I have been noticing a trend in recent discussions of income inequality. Commentators have started replacing income inequality with income inequity. At first, I thought this subtle shift was a result of ignorance. In our word-impoverished culture, the right words get swapped for incorrect similar-sounding ones all the time (e.g., “disinterested” for “uninterested”).

But as this trend toward using income inequity grows, I begin to think the subtle shift in language is intentional. There is actually quite a difference between the two. Consider these opening paragraphs from a Bloomberg article:

The U.S. won’t put a dent into poverty and income inequity unless Democrats and Republicans can agree to raise taxes on top earners like hedge-fund and private equity managers, President Barack Obama said Tuesday.

Obama, whose longstanding proposal to raise taxes on what is known as carried interest has gained little traction in Congress, said fairness demands that the nation’s wealthiest pitch in as more and more Americans are falling behind.

“If I were able to close that loophole, I’d be able to invest in early childhood education,” Obama said at a poverty summit at Georgetown University in Washington. “If we can’t ask from society’s lottery winners to make that modest investment, then really this conversation is for show.”

Did you catch that? The author may be following Obama’s talking points, but she agrees with them in her language. Inequality is about difference. Inequity is about justice and fairness. She uses that very word in the second paragraph: fairness.

But Obama’s quotation really clenches it for me: wealthy Americans are the nation’s lottery winners.
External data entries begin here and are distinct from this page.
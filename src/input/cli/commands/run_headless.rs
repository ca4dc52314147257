use crate::config::explorer_config::ExplorerConfig;
use crate::controllers::explorer::run_viewer;
use crate::input::build_session::{CommandError, build_session};
use crate::presenters::file::ppm::PpmFilePresenter;

/// Renders one frame of the configured viewport to a PPM file.
pub struct RunHeadlessCommand {
    config: ExplorerConfig,
}

impl RunHeadlessCommand {
    pub fn new(config: ExplorerConfig) -> Self {
        Self { config }
    }

    pub fn execute(&self) -> Result<(), CommandError<std::io::Error>> {
        let mut session = build_session(&self.config)?;
        let mut surface = PpmFilePresenter::new(self.config.output.clone());

        run_viewer(&mut session, &mut surface)?;

        Ok(())
    }
}
pub mod compute_frame;
pub mod zoom_viewport;
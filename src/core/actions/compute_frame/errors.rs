use std::error::Error;
use std::fmt;

#[derive(Debug)]
pub enum ComputeFrameError {
    WorkerPanicked { worker_index: u32 },
    Spawn {
        worker_index: u32,
        source: std::io::Error,
    },
    PoolBuild(rayon::ThreadPoolBuildError),
}

impl fmt::Display for ComputeFrameError {
    fn fmt(&self, f: &mut fmt::Formatter<'_>) -> fmt::Result {
        match self {
            Self::WorkerPanicked { worker_index } => {
                write!(f, "worker {} panicked during frame computation", worker_index)
            }
            Self::Spawn {
                worker_index,
                source,
            } => write!(f, "could not start worker {}: {}", worker_index, source),
            Self::PoolBuild(err) => write!(f, "could not build worker pool: {}", err),
        }
    }
}

impl Error for ComputeFrameError {
    fn source(&self) -> Option<&(dyn Error + 'static)> {
        match self {
            Self::WorkerPanicked { .. } => None,
            Self::Spawn { source, .. } => Some(source),
            Self::PoolBuild(err) => Some(err),
        }
    }
}

impl From<rayon::ThreadPoolBuildError> for ComputeFrameError {
    fn from(err: rayon::ThreadPoolBuildError) -> Self {
        Self::PoolBuild(err)
    }
}
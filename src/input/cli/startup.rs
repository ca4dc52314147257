use std::error::Error;
use std::fmt;
use std::process::ExitCode;

use crate::config::explorer_config::{ConfigError, ExplorerConfig};
use crate::input::cli::args::{CliArgs, CliError, usage};

#[derive(Debug)]
pub enum StartupError {
    Cli(CliError),
    Config(ConfigError),
}

impl fmt::Display for StartupError {
    fn fmt(&self, f: &mut fmt::Formatter<'_>) -> fmt::Result {
        match self {
            Self::Cli(err) => write!(f, "{}", err),
            Self::Config(err) => write!(f, "{}", err),
        }
    }
}

impl Error for StartupError {
    fn source(&self) -> Option<&(dyn Error + 'static)> {
        match self {
            Self::Cli(err) => Some(err),
            Self::Config(err) => Some(err),
        }
    }
}

impl From<CliError> for StartupError {
    fn from(err: CliError) -> Self {
        Self::Cli(err)
    }
}

impl From<ConfigError> for StartupError {
    fn from(err: ConfigError) -> Self {
        Self::Config(err)
    }
}

/// Builds the run configuration from `argv`, program name included.
pub fn config_from_command_line(argv: &[String]) -> Result<ExplorerConfig, StartupError> {
    let args = CliArgs::parse(argv.get(1..).unwrap_or_default())?;

    Ok(ExplorerConfig::from_process_env(args)?)
}

#[derive(Debug, Copy, Clone, PartialEq, Eq)]
pub enum OutputStream {
    Stdout,
    Stderr,
}

/// Wrong argument counts get the usage line on stdout; anything else is an
/// error line on stderr.
#[must_use]
pub fn startup_error_message(program: &str, err: &StartupError) -> (OutputStream, String) {
    match err {
        StartupError::Cli(CliError::WrongArgumentCount { .. }) => {
            (OutputStream::Stdout, usage(program))
        }
        _ => (OutputStream::Stderr, format!("error: {}", err)),
    }
}

/// Prints the startup failure and exits with status 1.
pub fn report_startup_error(program: &str, err: &StartupError) -> ExitCode {
    match startup_error_message(program, err) {
        (OutputStream::Stdout, message) => println!("{}", message),
        (OutputStream::Stderr, message) => eprintln!("{}", message),
    }

    ExitCode::FAILURE
}
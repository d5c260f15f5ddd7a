//! Outcome probability model.
//!
//! Two distributions over the number of responses `y` in `n` patients:
//! the Beta-Binomial prior predictive, used for the expected sample size,
//! and the Binomial likelihood at a fixed response rate, used for the
//! error rates. Both are computed in log space by `bop2-math` and only
//! exponentiated at the end.

use bop2_math::binomial::{
    beta_binomial_pmf, beta_binomial_pmf_vec, binomial_pmf, binomial_pmf_vec,
};
use serde::Serialize;

use crate::design::{DesignError, PriorParameters};

/// Probability mass over `0..=n` responses.
#[derive(Debug, Clone, PartialEq, Serialize)]
pub struct OutcomeDistribution {
    masses: Vec<f64>,
}

impl OutcomeDistribution {
    /// Number of patients `n`.
    pub fn trials(&self) -> u32 {
        // masses always holds n + 1 entries
        (self.masses.len() - 1) as u32
    }

    /// P(Y = y); zero outside `0..=n`.
    pub fn mass(&self, y: u32) -> f64 {
        self.masses.get(y as usize).copied().unwrap_or(0.0)
    }

    pub fn masses(&self) -> &[f64] {
        &self.masses
    }

    pub fn total(&self) -> f64 {
        self.masses.iter().sum()
    }

    pub fn mean(&self) -> f64 {
        self.masses
            .iter()
            .enumerate()
            .map(|(y, p)| y as f64 * p)
            .sum()
    }
}

fn check_counts(ys: &[u32], n: u32) -> Result<(), DesignError> {
    match ys.iter().find(|&&y| y > n) {
        Some(&y) => Err(DesignError::CountExceedsTrials { y, n }),
        None => Ok(()),
    }
}

fn check_rate(theta: f64) -> Result<(), DesignError> {
    if !(0.0..=1.0).contains(&theta) {
        return Err(DesignError::InvalidProbability {
            field: "theta",
            value: theta,
        });
    }
    Ok(())
}

/// Beta-Binomial predictive mass `C(n,y) B(y+a, n-y+b) / B(a,b)` for each `y`.
pub fn predictive_pmf(ys: &[u32], n: u32, prior: &PriorParameters) -> Result<Vec<f64>, DesignError> {
    check_counts(ys, n)?;
    Ok(ys
        .iter()
        .map(|&y| beta_binomial_pmf(u64::from(y), u64::from(n), prior.a(), prior.b()))
        .collect())
}

/// Binomial likelihood `C(n,y) θ^y (1-θ)^(n-y)` for each `y`.
pub fn binomial_likelihood(ys: &[u32], n: u32, theta: f64) -> Result<Vec<f64>, DesignError> {
    check_rate(theta)?;
    check_counts(ys, n)?;
    Ok(ys
        .iter()
        .map(|&y| binomial_pmf(u64::from(y), u64::from(n), theta))
        .collect())
}

/// Full prior predictive distribution of responses in `n` patients.
pub fn predictive_distribution(n: u32, prior: &PriorParameters) -> OutcomeDistribution {
    OutcomeDistribution {
        masses: beta_binomial_pmf_vec(u64::from(n), prior.a(), prior.b()),
    }
}

/// Full Binomial distribution of responses in `n` patients at rate `theta`.
pub fn binomial_distribution(n: u32, theta: f64) -> Result<OutcomeDistribution, DesignError> {
    check_rate(theta)?;
    Ok(OutcomeDistribution {
        masses: binomial_pmf_vec(u64::from(n), theta),
    })
}
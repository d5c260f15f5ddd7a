//! Design search configuration types.
//!
//! A search configuration names the Beta prior, the four grid axes
//! (lambda, gamma, n1, n2), the hypothesis response rates, and the
//! error-rate constraints. Axes are either explicit value lists or
//! `{start, stop, step}` ranges.

use std::path::Path;

use serde::{Deserialize, Serialize};

use crate::validate::{validate_search_config, ValidationError, ValidationResult};

/// Complete search configuration.
#[derive(Debug, Clone, PartialEq, Serialize, Deserialize)]
pub struct SearchConfig {
    pub schema_version: String,

    #[serde(default)]
    pub description: Option<String>,

    pub prior: PriorConfig,

    pub grid: GridConfig,

    #[serde(default)]
    pub hypotheses: HypothesisConfig,

    #[serde(default)]
    pub constraints: ConstraintConfig,

    /// Evaluate candidates on the rayon pool when the `parallel` feature is built.
    #[serde(default)]
    pub parallel: bool,
}

/// Beta(a, b) prior on the response rate.
#[derive(Debug, Clone, PartialEq, Serialize, Deserialize)]
pub struct PriorConfig {
    pub a: f64,
    pub b: f64,

    #[serde(rename = "_comment", default, skip_serializing_if = "Option::is_none")]
    pub comment: Option<String>,
}

/// Discretized search grid.
#[derive(Debug, Clone, PartialEq, Serialize, Deserialize)]
pub struct GridConfig {
    pub lambda: FloatAxis,
    pub gamma: FloatAxis,
    pub n1: IntAxis,
    pub n2: IntAxis,
}

/// A real-valued grid axis.
#[derive(Debug, Clone, PartialEq, Serialize, Deserialize)]
#[serde(untagged)]
pub enum FloatAxis {
    Values(Vec<f64>),
    Range { start: f64, stop: f64, step: f64 },
}

/// An integer-valued grid axis.
#[derive(Debug, Clone, PartialEq, Serialize, Deserialize)]
#[serde(untagged)]
pub enum IntAxis {
    Values(Vec<u32>),
    Range { start: u32, stop: u32, step: u32 },
}

/// Null and alternative response rates used for the error rates.
#[derive(Debug, Clone, PartialEq, Serialize, Deserialize)]
pub struct HypothesisConfig {
    #[serde(default = "default_theta_null")]
    pub theta_null: f64,

    #[serde(default = "default_theta_alt")]
    pub theta_alt: f64,
}

/// Maximum tolerated type I and type II error rates.
#[derive(Debug, Clone, PartialEq, Serialize, Deserialize)]
pub struct ConstraintConfig {
    #[serde(default = "default_alpha_max")]
    pub alpha_max: f64,

    #[serde(default = "default_beta_max")]
    pub beta_max: f64,
}

fn default_theta_null() -> f64 {
    0.5
}

fn default_theta_alt() -> f64 {
    0.7
}

fn default_alpha_max() -> f64 {
    0.05
}

fn default_beta_max() -> f64 {
    0.2
}

impl Default for HypothesisConfig {
    fn default() -> Self {
        Self {
            theta_null: default_theta_null(),
            theta_alt: default_theta_alt(),
        }
    }
}

impl Default for ConstraintConfig {
    fn default() -> Self {
        Self {
            alpha_max: default_alpha_max(),
            beta_max: default_beta_max(),
        }
    }
}

impl Default for GridConfig {
    /// lambda 0..1 by 0.05, gamma 0.05..2 by 0.05, n1 4..20 by 4, n2 5..80 by 5.
    fn default() -> Self {
        Self {
            lambda: FloatAxis::Range {
                start: 0.0,
                stop: 1.0,
                step: 0.05,
            },
            gamma: FloatAxis::Range {
                start: 0.05,
                stop: 2.0,
                step: 0.05,
            },
            n1: IntAxis::Range {
                start: 4,
                stop: 20,
                step: 4,
            },
            n2: IntAxis::Range {
                start: 5,
                stop: 80,
                step: 5,
            },
        }
    }
}

impl Default for SearchConfig {
    /// Jeffreys prior over the standard grid with the conventional constraints.
    fn default() -> Self {
        Self {
            schema_version: crate::CONFIG_SCHEMA_VERSION.to_string(),
            description: None,
            prior: PriorConfig {
                a: 0.5,
                b: 0.5,
                comment: None,
            },
            grid: GridConfig::default(),
            hypotheses: HypothesisConfig::default(),
            constraints: ConstraintConfig::default(),
            parallel: false,
        }
    }
}

/// Slack when counting range points, so `0.0..=1.0 step 0.05` keeps its endpoint.
const RANGE_SLACK: f64 = 1e-9;

/// Most points a single grid axis may expand to.
pub const MAX_AXIS_POINTS: usize = 10_000;

/// Largest sample size accepted on the `n1` and `n2` axes. Evaluator tables
/// grow with the square of the largest `n2`.
pub const MAX_SAMPLE_SIZE: u32 = 1_000;

/// Most `(lambda, gamma, n1, n2)` points a grid may contain.
pub const MAX_GRID_POINTS: usize = 10_000_000;

impl FloatAxis {
    /// Number of values the axis expands to, without materializing them.
    ///
    /// Saturates at `usize::MAX` for ranges with a vanishingly small step.
    pub fn point_count(&self) -> usize {
        match self {
            FloatAxis::Values(values) => values.len(),
            FloatAxis::Range { start, stop, step } => {
                if !start.is_finite() || !stop.is_finite() || !step.is_finite() {
                    return 0;
                }
                if *step <= 0.0 || stop < start {
                    return 0;
                }
                // Float-to-int casts saturate; inf maps to usize::MAX.
                (((stop - start) / step + RANGE_SLACK).floor() + 1.0) as usize
            }
        }
    }

    /// Expand the axis into its ordered grid values.
    ///
    /// Range points are `start + i * step`, capped at `stop`. Malformed
    /// ranges (non-finite bounds, non-positive step, or `stop < start`) and
    /// ranges longer than [`MAX_AXIS_POINTS`] expand to nothing.
    pub fn values(&self) -> Vec<f64> {
        match self {
            FloatAxis::Values(values) => values.clone(),
            FloatAxis::Range { start, stop, step } => {
                let count = self.point_count();
                if count > MAX_AXIS_POINTS {
                    return Vec::new();
                }
                (0..count)
                    .map(|i| (start + i as f64 * step).min(*stop))
                    .collect()
            }
        }
    }
}

impl IntAxis {
    /// Number of values the axis expands to, without materializing them.
    pub fn point_count(&self) -> usize {
        match self {
            IntAxis::Values(values) => values.len(),
            IntAxis::Range { start, stop, step } => {
                if *step == 0 || stop < start {
                    return 0;
                }
                let count = u64::from(stop - start) / u64::from(*step) + 1;
                usize::try_from(count).unwrap_or(usize::MAX)
            }
        }
    }

    /// Expand the axis into its ordered grid values.
    ///
    /// Malformed ranges and ranges longer than [`MAX_AXIS_POINTS`] expand
    /// to nothing.
    pub fn values(&self) -> Vec<u32> {
        match self {
            IntAxis::Values(values) => values.clone(),
            IntAxis::Range { start, stop, step } => {
                let count = self.point_count();
                if count == 0 || count > MAX_AXIS_POINTS {
                    return Vec::new();
                }
                (*start..=*stop).step_by(*step as usize).collect()
            }
        }
    }
}

impl GridConfig {
    /// Number of (lambda, gamma, n1, n2) points with `n1 <= n2`.
    pub fn point_count(&self) -> usize {
        let n2 = self.n2.values();
        let pairs = self
            .n1
            .values()
            .iter()
            .map(|n1| n2.iter().filter(|n2| n1 <= *n2).count())
            .sum::<usize>();
        self.lambda
            .point_count()
            .saturating_mul(self.gamma.point_count())
            .saturating_mul(pairs)
    }
}

impl SearchConfig {
    /// Parse a configuration from JSON and validate it.
    pub fn from_json_str(json: &str) -> ValidationResult<Self> {
        let config: SearchConfig =
            serde_json::from_str(json).map_err(|e| ValidationError::ParseError(e.to_string()))?;
        validate_search_config(&config)?;
        Ok(config)
    }

    /// Read, parse, and validate a configuration file.
    pub fn load(path: &Path) -> ValidationResult<Self> {
        let content = std::fs::read_to_string(path)
            .map_err(|e| ValidationError::IoError(format!("{}: {}", path.display(), e)))?;
        Self::from_json_str(&content)
    }

    /// Serialize configuration to pretty JSON.
    pub fn to_json(&self) -> Result<String, serde_json::Error> {
        serde_json::to_string_pretty(self)
    }
}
So, with a few strokes of altered language, Obama and his ideological compatriots have turned the wealthiest Americans into an accidental aristocracy whose unequal wealth is an injustice to be rectified.

Let me be clear on this. This rhetoric works. People would love to think that wealth is accidental. Because it means they could accidentally get wealth. It also means their lack of means is not their own fault. But people love it even more when you tell them that someone else’s wealth is unjust. “Yes, if it is unfair for them to have that wealth, it should be taken from them and given to me. And since they didn’t do anything to earn that wealth, it’s not really stealing, is it?”

Yes, it is. The two greatest lies of so-called income inequity need to be laid to rest. First, wealth is the result of real labor, investment, and risk the vast majority of the time. It rarely, if ever, comes by chance. And when it does, it tends to leave as quickly as it came. Just look at actual lottery winners if you want some evidence of this. Second, income inequality is not unjust. Theft, on the other hand, is quite unjust. We seem to have forgotten that in our word-bending covetousness.